Task directions.
The word "Lexicographic" marks the lines to keep; find each one in the data and copy it.

Dataset extract.
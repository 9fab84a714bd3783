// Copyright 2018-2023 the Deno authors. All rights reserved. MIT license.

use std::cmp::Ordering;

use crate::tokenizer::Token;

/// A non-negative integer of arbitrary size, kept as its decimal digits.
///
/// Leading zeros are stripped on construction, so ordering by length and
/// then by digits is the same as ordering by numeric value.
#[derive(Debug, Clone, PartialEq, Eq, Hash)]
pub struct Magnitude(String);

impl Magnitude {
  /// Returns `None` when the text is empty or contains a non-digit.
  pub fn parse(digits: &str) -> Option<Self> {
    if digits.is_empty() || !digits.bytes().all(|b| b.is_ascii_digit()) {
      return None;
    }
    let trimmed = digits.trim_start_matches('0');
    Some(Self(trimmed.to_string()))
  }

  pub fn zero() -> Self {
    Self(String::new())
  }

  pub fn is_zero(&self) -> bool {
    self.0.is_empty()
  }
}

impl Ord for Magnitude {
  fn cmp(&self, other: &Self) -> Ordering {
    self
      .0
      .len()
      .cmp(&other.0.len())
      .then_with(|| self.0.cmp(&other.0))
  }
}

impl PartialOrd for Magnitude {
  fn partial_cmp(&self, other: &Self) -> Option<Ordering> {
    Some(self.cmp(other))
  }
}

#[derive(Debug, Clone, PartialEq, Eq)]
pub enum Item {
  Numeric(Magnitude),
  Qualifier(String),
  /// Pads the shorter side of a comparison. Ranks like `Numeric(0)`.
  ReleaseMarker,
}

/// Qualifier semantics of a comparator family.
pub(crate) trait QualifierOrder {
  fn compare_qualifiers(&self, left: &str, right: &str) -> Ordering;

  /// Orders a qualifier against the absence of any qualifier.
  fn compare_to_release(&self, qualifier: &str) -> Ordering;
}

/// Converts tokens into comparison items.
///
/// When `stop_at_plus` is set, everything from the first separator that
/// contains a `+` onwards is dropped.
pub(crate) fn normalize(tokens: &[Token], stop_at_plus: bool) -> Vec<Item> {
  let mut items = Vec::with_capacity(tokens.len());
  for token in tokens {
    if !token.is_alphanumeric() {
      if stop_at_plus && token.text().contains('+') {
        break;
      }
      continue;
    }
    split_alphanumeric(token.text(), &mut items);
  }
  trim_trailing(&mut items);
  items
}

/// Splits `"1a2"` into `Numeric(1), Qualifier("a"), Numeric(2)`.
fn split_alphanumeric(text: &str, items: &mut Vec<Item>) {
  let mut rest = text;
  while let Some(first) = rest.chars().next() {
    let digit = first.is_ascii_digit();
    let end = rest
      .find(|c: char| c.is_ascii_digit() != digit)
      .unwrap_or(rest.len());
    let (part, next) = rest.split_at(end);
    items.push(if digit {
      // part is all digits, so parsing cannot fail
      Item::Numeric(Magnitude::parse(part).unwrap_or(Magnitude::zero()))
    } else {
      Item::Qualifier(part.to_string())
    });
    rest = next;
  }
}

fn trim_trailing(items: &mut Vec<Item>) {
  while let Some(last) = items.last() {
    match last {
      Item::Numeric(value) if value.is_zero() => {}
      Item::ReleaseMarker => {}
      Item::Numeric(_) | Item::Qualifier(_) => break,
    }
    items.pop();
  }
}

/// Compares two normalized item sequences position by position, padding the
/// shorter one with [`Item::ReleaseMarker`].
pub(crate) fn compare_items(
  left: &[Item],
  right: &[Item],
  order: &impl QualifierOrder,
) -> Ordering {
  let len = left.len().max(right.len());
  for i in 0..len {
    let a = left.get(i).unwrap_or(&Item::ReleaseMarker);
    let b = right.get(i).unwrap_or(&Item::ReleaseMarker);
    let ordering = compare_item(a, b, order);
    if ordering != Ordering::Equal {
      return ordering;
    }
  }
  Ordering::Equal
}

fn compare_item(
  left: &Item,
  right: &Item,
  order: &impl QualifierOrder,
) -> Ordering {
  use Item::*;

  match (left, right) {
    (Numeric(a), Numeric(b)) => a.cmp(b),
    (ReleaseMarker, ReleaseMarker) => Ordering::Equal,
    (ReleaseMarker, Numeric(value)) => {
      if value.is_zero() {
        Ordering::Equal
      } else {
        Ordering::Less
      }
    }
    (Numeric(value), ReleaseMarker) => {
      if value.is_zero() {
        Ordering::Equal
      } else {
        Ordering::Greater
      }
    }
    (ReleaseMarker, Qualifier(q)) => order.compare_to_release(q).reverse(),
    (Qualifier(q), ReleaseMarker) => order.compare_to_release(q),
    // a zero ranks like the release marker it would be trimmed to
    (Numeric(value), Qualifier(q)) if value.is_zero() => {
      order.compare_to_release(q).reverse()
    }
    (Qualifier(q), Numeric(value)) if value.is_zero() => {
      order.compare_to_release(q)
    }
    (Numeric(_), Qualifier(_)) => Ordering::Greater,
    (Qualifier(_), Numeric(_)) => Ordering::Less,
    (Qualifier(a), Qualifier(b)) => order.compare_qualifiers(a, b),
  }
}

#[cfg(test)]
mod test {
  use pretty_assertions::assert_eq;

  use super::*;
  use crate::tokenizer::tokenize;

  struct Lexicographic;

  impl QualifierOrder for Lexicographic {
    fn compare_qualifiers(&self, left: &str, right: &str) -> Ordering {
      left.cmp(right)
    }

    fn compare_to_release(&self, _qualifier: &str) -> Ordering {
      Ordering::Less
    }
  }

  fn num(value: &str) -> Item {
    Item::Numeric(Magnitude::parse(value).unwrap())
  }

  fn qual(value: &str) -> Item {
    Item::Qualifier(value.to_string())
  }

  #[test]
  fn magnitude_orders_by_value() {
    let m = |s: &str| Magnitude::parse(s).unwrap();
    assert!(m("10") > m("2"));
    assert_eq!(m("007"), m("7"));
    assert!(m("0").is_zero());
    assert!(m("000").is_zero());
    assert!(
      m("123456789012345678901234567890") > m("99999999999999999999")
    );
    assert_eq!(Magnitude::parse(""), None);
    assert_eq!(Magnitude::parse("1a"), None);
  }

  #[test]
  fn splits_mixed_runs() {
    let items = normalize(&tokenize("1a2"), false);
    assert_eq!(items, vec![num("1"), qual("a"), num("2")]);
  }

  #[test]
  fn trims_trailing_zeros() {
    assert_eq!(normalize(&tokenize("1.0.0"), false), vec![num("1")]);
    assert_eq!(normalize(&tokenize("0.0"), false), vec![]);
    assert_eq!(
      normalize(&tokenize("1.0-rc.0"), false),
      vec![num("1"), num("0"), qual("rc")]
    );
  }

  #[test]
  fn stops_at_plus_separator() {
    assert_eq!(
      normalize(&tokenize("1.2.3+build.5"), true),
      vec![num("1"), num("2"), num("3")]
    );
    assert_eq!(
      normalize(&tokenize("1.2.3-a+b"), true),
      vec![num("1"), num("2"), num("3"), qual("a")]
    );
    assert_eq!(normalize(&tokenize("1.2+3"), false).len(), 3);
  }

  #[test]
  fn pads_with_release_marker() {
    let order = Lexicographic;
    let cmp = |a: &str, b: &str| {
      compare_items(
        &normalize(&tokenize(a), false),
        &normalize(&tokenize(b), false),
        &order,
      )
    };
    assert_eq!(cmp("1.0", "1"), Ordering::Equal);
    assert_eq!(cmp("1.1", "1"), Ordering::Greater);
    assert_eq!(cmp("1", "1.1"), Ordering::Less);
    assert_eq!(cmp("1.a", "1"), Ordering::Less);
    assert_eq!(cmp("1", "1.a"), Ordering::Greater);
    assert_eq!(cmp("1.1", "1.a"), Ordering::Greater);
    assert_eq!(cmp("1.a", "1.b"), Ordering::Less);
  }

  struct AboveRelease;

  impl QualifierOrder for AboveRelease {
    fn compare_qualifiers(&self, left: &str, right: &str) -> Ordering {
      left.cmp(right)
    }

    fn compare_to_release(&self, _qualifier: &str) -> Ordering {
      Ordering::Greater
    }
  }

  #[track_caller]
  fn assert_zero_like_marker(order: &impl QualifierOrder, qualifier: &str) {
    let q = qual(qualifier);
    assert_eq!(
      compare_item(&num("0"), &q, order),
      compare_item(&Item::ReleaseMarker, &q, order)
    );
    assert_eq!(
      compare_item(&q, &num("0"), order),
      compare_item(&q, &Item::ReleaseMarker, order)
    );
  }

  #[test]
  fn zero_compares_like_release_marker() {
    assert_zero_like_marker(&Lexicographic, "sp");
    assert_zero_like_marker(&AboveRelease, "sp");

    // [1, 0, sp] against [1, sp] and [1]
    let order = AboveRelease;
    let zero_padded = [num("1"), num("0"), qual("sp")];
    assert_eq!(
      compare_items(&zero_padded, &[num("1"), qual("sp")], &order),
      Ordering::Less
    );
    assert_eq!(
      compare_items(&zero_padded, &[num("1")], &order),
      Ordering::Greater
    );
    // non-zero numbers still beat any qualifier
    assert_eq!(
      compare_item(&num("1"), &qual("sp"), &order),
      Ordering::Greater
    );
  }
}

Solution for this problem.
  struct Lexicographic;
  impl QualifierOrder for Lexicographic {
    let order = Lexicographic;
    assert_zero_like_marker(&Lexicographic, "sp");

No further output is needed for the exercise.